Setting up a password protected area on joisey.whatexit.org

Initial setup

Create the subdirectory that will be password protected.

      mkdir ~/public_html/blah/blah/blah

Request .htaccess be enabled for the directory

Send email to "tal" saying that you want a particular directory to be password protected. It's possible to have only specific files in that directory require a password, but I haven't done that yet, so if you figure it out please edit this page with detals.

The email should say something like: "Hi! I'd like Apache to ask for a password for directory ___________ as the WhatexitHtAccess page describes."

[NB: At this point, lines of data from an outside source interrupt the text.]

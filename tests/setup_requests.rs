// This Source Code Form is subject to the terms of the Mozilla Public
// License, v. 2.0. If a copy of the MPL was not distributed with this
// file, You can obtain one at https://mozilla.org/MPL/2.0/.

//! Descriptor and status requests, as the host issues them during and
//! after enumeration.

mod util;

use util::{configured_device, device, setup};

const DEVICE_DESCRIPTOR: [u8; 18] = [
    0x12, 0x01, 0x00, 0x02, 0x00, 0x00, 0x00, 0x40, 0x15, 0x19, 0xaa, 0xaa, 0x05, 0x01, 0x01,
    0x02, 0x00, 0x01,
];

#[test]
fn device_descriptor_truncates_to_the_requested_length() {
    for length in [0u16, 1, 17, 18, 64] {
        let mut dev = device();
        dev.handle_usb_event(setup(0x80, 0x06, 0x0100, 0, length)).unwrap();
        let expected = &DEVICE_DESCRIPTOR[..DEVICE_DESCRIPTOR.len().min(length as usize)];
        assert_eq!(
            dev.bus().last_response(),
            expected,
            "wrong response for wLength {length}"
        );
        assert_eq!(dev.bus().stalls(), 0);
    }
}

#[test]
fn configuration_descriptor_carries_the_whole_hierarchy() {
    let mut dev = device();
    dev.handle_usb_event(setup(0x80, 0x06, 0x0200, 0, 255)).unwrap();

    let blob = dev.bus().last_response();
    assert_eq!(blob.len(), 41);
    assert_eq!(blob[1], 0x02);
    assert_eq!(u16::from_le_bytes([blob[2], blob[3]]), 41);
    // Interface descriptor follows: HID class, two endpoints.
    assert_eq!(blob[9..18], [0x09, 0x04, 0, 0, 2, 0x03, 0, 0, 0]);
    // HID descriptor announces the 34-byte report descriptor.
    assert_eq!(blob[18..27], [0x09, 0x21, 0x11, 0x01, 0x00, 0x01, 0x22, 34, 0]);
    // Interrupt OUT then interrupt IN, 64 bytes, interval 8.
    assert_eq!(blob[27..34], [0x07, 0x05, 0x01, 0x03, 0x40, 0x00, 0x08]);
    assert_eq!(blob[34..41], [0x07, 0x05, 0x81, 0x03, 0x40, 0x00, 0x08]);
}

#[test]
fn string_descriptors_cover_exactly_three_indices() {
    let mut dev = device();

    dev.handle_usb_event(setup(0x80, 0x06, 0x0300, 0, 255)).unwrap();
    assert_eq!(dev.bus().last_response(), [4, 0x03, 0x09, 0x04]);

    dev.handle_usb_event(setup(0x80, 0x06, 0x0301, 0, 255)).unwrap();
    let manufacturer = dev.bus().last_response();
    assert_eq!(manufacturer[0] as usize, manufacturer.len());
    assert_eq!(manufacturer[1], 0x03);

    dev.handle_usb_event(setup(0x80, 0x06, 0x0302, 0, 255)).unwrap();
    let product = dev.bus().last_response();
    assert_eq!(&product[2..], b"F\0I\0D\0O\x002\0 \0T\0o\0k\0e\0n\0");

    // Anything past the product string is undefined and must stall,
    // not fabricate data.
    dev.handle_usb_event(setup(0x80, 0x06, 0x0303, 0, 255)).unwrap();
    assert_eq!(dev.bus().stalls(), 1);
    assert_eq!(dev.bus().responses().len(), 3);
}

#[test]
fn interface_descriptor_exists_only_for_interface_zero() {
    let mut dev = device();
    dev.handle_usb_event(setup(0x80, 0x06, 0x0400, 0, 9)).unwrap();
    assert_eq!(dev.bus().last_response()[1], 0x04);

    dev.handle_usb_event(setup(0x80, 0x06, 0x0401, 0, 9)).unwrap();
    assert_eq!(dev.bus().stalls(), 1);
}

#[test]
fn endpoint_descriptors_use_sub_descriptor_indices() {
    let mut dev = device();

    dev.handle_usb_event(setup(0x80, 0x06, 0x0501, 0, 7)).unwrap();
    assert_eq!(dev.bus().last_response()[2], 0x01);

    dev.handle_usb_event(setup(0x80, 0x06, 0x0502, 0, 7)).unwrap();
    assert_eq!(dev.bus().last_response()[2], 0x81);

    dev.handle_usb_event(setup(0x80, 0x06, 0x0500, 0, 7)).unwrap();
    dev.handle_usb_event(setup(0x80, 0x06, 0x0503, 0, 7)).unwrap();
    assert_eq!(dev.bus().stalls(), 2);
}

#[test]
fn hid_descriptors_are_interface_requests() {
    let mut dev = device();

    dev.handle_usb_event(setup(0x81, 0x06, 0x2100, 0, 9)).unwrap();
    assert_eq!(dev.bus().last_response()[1], 0x21);

    dev.handle_usb_event(setup(0x81, 0x06, 0x2200, 0, 34)).unwrap();
    let report = dev.bus().last_response();
    assert_eq!(report.len(), 34);
    assert_eq!(&report[..3], [0x06, 0xd0, 0xf1]);

    // The device-recipient form is not valid for class descriptors.
    dev.handle_usb_event(setup(0x80, 0x06, 0x2200, 0, 34)).unwrap();
    assert_eq!(dev.bus().stalls(), 1);
}

#[test]
fn report_descriptor_is_truncated_like_any_other() {
    let mut dev = device();
    dev.handle_usb_event(setup(0x81, 0x06, 0x2200, 0, 16)).unwrap();
    assert_eq!(dev.bus().last_response().len(), 16);
}

#[test]
fn device_status_reports_the_feature_bits() {
    let mut dev = device();
    dev.handle_usb_event(setup(0x80, 0x00, 0, 0, 2)).unwrap();
    // Bus powered, remote wakeup not yet enabled by the host.
    assert_eq!(dev.bus().last_response(), [0x00, 0x00]);

    // After the host enables remote wakeup, bit 1 appears.
    dev.handle_usb_event(setup(0x00, 0x03, 1, 0, 0)).unwrap();
    dev.handle_usb_event(setup(0x80, 0x00, 0, 0, 2)).unwrap();
    assert_eq!(dev.bus().last_response(), [0x02, 0x00]);
}

#[test]
fn interface_status_needs_a_configured_device() {
    let mut dev = device();
    dev.handle_usb_event(setup(0x81, 0x00, 0, 0, 2)).unwrap();
    assert_eq!(dev.bus().stalls(), 1);

    let mut dev = configured_device();
    dev.handle_usb_event(setup(0x81, 0x00, 0, 0, 2)).unwrap();
    assert_eq!(dev.bus().last_response(), [0x00, 0x00]);

    // Only interface 0 exists.
    dev.handle_usb_event(setup(0x81, 0x00, 0, 1, 2)).unwrap();
    assert_eq!(dev.bus().stalls(), 1);
}

#[test]
fn endpoint_zero_status_is_always_active() {
    let mut dev = device();
    dev.handle_usb_event(setup(0x82, 0x00, 0, 0, 2)).unwrap();
    assert_eq!(dev.bus().last_response(), [0x00, 0x00]);
}

#[test]
fn interrupt_endpoint_status_is_gated_on_configuration() {
    let mut dev = device();
    dev.handle_usb_event(setup(0x82, 0x00, 0, 0x81, 2)).unwrap();
    assert_eq!(dev.bus().stalls(), 1);

    let mut dev = configured_device();
    dev.handle_usb_event(setup(0x82, 0x00, 0, 0x81, 2)).unwrap();
    assert_eq!(dev.bus().last_response(), [0x00, 0x00]);
    dev.handle_usb_event(setup(0x82, 0x00, 0, 0x01, 2)).unwrap();
    assert_eq!(dev.bus().last_response(), [0x00, 0x00]);

    // An endpoint that does not exist stalls even when configured.
    dev.handle_usb_event(setup(0x82, 0x00, 0, 0x82, 2)).unwrap();
    assert_eq!(dev.bus().stalls(), 1);
}

#[test]
fn get_configuration_tracks_the_negotiated_state() {
    let mut dev = device();
    dev.handle_usb_event(setup(0x80, 0x08, 0, 0, 1)).unwrap();
    assert_eq!(dev.bus().last_response(), [0]);

    let mut dev = configured_device();
    dev.handle_usb_event(setup(0x80, 0x08, 0, 0, 1)).unwrap();
    assert_eq!(dev.bus().last_response(), [1]);
}

#[test]
fn unknown_request_codes_stall() {
    let mut dev = device();
    // 0x02 is reserved in the standard request table.
    dev.handle_usb_event(setup(0x80, 0x02, 0, 0, 0)).unwrap();
    // 0x0C is simply unassigned.
    dev.handle_usb_event(setup(0x00, 0x0c, 0, 0, 0)).unwrap();
    assert_eq!(dev.bus().stalls(), 2);
    assert_eq!(dev.bus().acks(), 0);
    assert!(dev.bus().responses().is_empty());
}
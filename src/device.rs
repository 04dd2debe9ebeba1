// This Source Code Form is subject to the terms of the Mozilla Public
// License, v. 2.0. If a copy of the MPL was not distributed with this
// file, You can obtain one at https://mozilla.org/MPL/2.0/.

//! The composition root: owns the peripheral, the sink, the indicator
//! and all device state, and is the only place where dispatch outcomes
//! turn into peripheral operations.

use core::fmt;

use crate::bus::{BusError, RecvSink, StatusIndicator, UsbBus, UsbEvent};
use crate::descriptors::DescriptorCatalog;
use crate::endpoint;
use crate::power::PowerState;
use crate::protocol::{SetupRequest, EP1_IN};
use crate::setup::{self, SetupAction, StateChange};
use crate::state::DeviceState;

/// Conditions the device cannot continue from. The caller is expected
/// to halt or reset the system; recovering in place would silently
/// corrupt authenticator traffic.
#[derive(Copy, Clone, Debug, PartialEq, Eq)]
pub enum FatalError {
    /// The receive sink took fewer bytes than a full frame.
    RecvSinkExhausted { offered: usize, accepted: usize },
    /// The peripheral refused a control transfer it must always accept.
    ControlTransfer(BusError),
}

impl fmt::Display for FatalError {
    fn fmt(&self, f: &mut fmt::Formatter<'_>) -> fmt::Result {
        match self {
            FatalError::RecvSinkExhausted { offered, accepted } => write!(
                f,
                "receive sink exhausted: accepted {accepted} of {offered} bytes"
            ),
            FatalError::ControlTransfer(err) => write!(f, "control transfer failed: {err}"),
        }
    }
}

/// The USB device core for a CTAPHID authenticator.
///
/// `B` drives the USB peripheral, `S` swallows received report frames,
/// `I` shows configuration and power changes on the board. Feed it
/// [`UsbEvent`]s from the USB interrupt and
/// [`PowerEvent`](crate::PowerEvent)s from the power-domain interrupt;
/// both handlers run to completion without blocking.
pub struct UsbDevice<B, S, I> {
    pub(crate) bus: B,
    pub(crate) sink: S,
    pub(crate) indicator: I,
    pub(crate) state: DeviceState,
    pub(crate) catalog: DescriptorCatalog,
    pub(crate) power: PowerState,
    /// Landing buffer for interrupt OUT frames; report frames are
    /// always exactly this size.
    pub(crate) rx_frame: [u8; 64],
}

impl<B: UsbBus, S: RecvSink, I: StatusIndicator> UsbDevice<B, S, I> {
    pub fn new(bus: B, sink: S, indicator: I) -> Self {
        Self {
            bus,
            sink,
            indicator,
            state: DeviceState::new(),
            catalog: DescriptorCatalog::build(),
            power: PowerState::Removed,
            rx_frame: [0; 64],
        }
    }

    /// Feeds one USB peripheral event through the core. A `Fatal` error
    /// means the device must be halted or reset by the caller; every
    /// protocol-level problem has already been answered with a stall
    /// before this returns.
    pub fn handle_usb_event(&mut self, event: UsbEvent) -> Result<(), FatalError> {
        match event {
            UsbEvent::Setup(req) => self.handle_setup(&req),
            UsbEvent::Transfer { endpoint, status } => self.on_transfer(endpoint, status),
            UsbEvent::Reset => {
                self.on_bus_reset();
                Ok(())
            }
            UsbEvent::Suspend => {
                log::info!("suspend requested by host");
                self.state.set_suspend_requested(true);
                Ok(())
            }
            UsbEvent::Resume => {
                log::info!("resuming from suspend");
                self.state.set_suspend_requested(false);
                Ok(())
            }
            UsbEvent::WakeRequest => {
                log::info!("remote wakeup initiated");
                self.state.set_suspend_requested(false);
                Ok(())
            }
        }
    }

    fn handle_setup(&mut self, req: &SetupRequest) -> Result<(), FatalError> {
        match setup::dispatch(req, &self.state, &self.catalog) {
            SetupAction::Respond(bytes) => {
                // Never exceed what the host asked for; serving a
                // prefix is normal and the host knows the real length
                // from the descriptor itself.
                let len = bytes.len().min(req.length() as usize);
                self.bus
                    .ep0_respond(&bytes[..len])
                    .map_err(FatalError::ControlTransfer)?;
            }
            SetupAction::Accept => self.bus.setup_ack(),
            SetupAction::Apply(change) => self.apply(change),
            SetupAction::Stall => self.bus.setup_stall(),
            SetupAction::Ignore => {}
        }
        Ok(())
    }

    /// Executes a host-requested state change and closes the status
    /// stage. This is the single point where dispatch decisions touch
    /// the peripheral.
    fn apply(&mut self, change: StateChange) {
        match change {
            StateChange::Configure(value) => {
                match endpoint::set_configuration(&mut self.bus, &mut self.state, value) {
                    Ok(()) => {
                        self.bus.setup_ack();
                        self.indicator.configured(value == 1);
                    }
                    Err(invalid) => {
                        log::debug!("rejected configuration value {}", invalid.0);
                        self.bus.setup_stall();
                    }
                }
            }
            StateChange::EndpointHalt(ep, halted) => {
                if halted {
                    self.bus.ep_stall(ep);
                } else {
                    self.bus.ep_stall_clear(ep);
                }
                self.state.set_endpoint_halted(ep, halted);
                self.bus.setup_ack();
            }
            StateChange::RemoteWakeup(enabled) => {
                self.state.set_remote_wakeup(enabled);
                self.bus.setup_ack();
            }
        }
    }

    /// Host-driven bus reset: back to the address state no matter what
    /// was going on, and any in-flight control transfer is gone.
    fn on_bus_reset(&mut self) {
        log::info!("bus reset");
        let result = endpoint::set_configuration(&mut self.bus, &mut self.state, 0);
        debug_assert!(result.is_ok());
        self.state.reset();
        // Whatever setup processing the reset interrupted is void.
        self.bus.setup_ack();
        self.indicator.configured(false);
    }

    /// Queues one report frame on the interrupt IN endpoint. The frame
    /// must stay untouched until the completion event for it arrives.
    pub fn send_report(&mut self, frame: &[u8; 64]) -> Result<(), BusError> {
        self.bus.ep_send(EP1_IN, frame)
    }

    pub fn state(&self) -> &DeviceState {
        &self.state
    }

    pub fn is_configured(&self) -> bool {
        self.state.is_configured()
    }

    /// The suspend state the host most recently asked for. The main
    /// loop polls this and performs the actual low-power entry.
    pub fn suspend_requested(&self) -> bool {
        self.state.suspend_requested()
    }

    pub fn power_state(&self) -> PowerState {
        self.power
    }

    pub fn bus(&self) -> &B {
        &self.bus
    }

    pub fn bus_mut(&mut self) -> &mut B {
        &mut self.bus
    }

    pub fn sink(&self) -> &S {
        &self.sink
    }

    pub fn sink_mut(&mut self) -> &mut S {
        &mut self.sink
    }

    pub fn indicator(&self) -> &I {
        &self.indicator
    }
}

Change the apache configuration

To do this, tal will first issue these commands as root:

chown USER:USER /home/USER/the/directory
touch /home/web/sec/passwd.USER
chown USER:USER /home/web/sec/passwd.USER

Then add this to the apache configuration file /home/web/conf/httpd.conf:

<Directory "/home/USER/public_html/pages/protected">
        AuthName "USER Secret Stuff"
        AuthType Basic
        AuthUserFile /home/web/sec/htpasswd.USER
        require valid-user
</Directory>

Adding users

1. Log into the shell
2. htpasswd -b /home/web/sec/htpasswd.amq USERNAME PASSWORD

Resetting a user's password

Do the same thing as "adding users"

Deleting a user

Edit the htpasswd.FOO file and remove the user

TODO

It is possible to let the user have more control. Basically, one enables apache so that when dealing with a particular directory, if there is a .htaccess file then it is read and used as if those commands were included in Apache's configuration (just for that directory). It's secure, because you can say, "Ignore the .htaccess file if it has anything other than the following comands..." but for some reason I don't tend to use this feature. Maybe I should. I'll have to think about it.

-- TomLimoncelli - 30 Sep 2003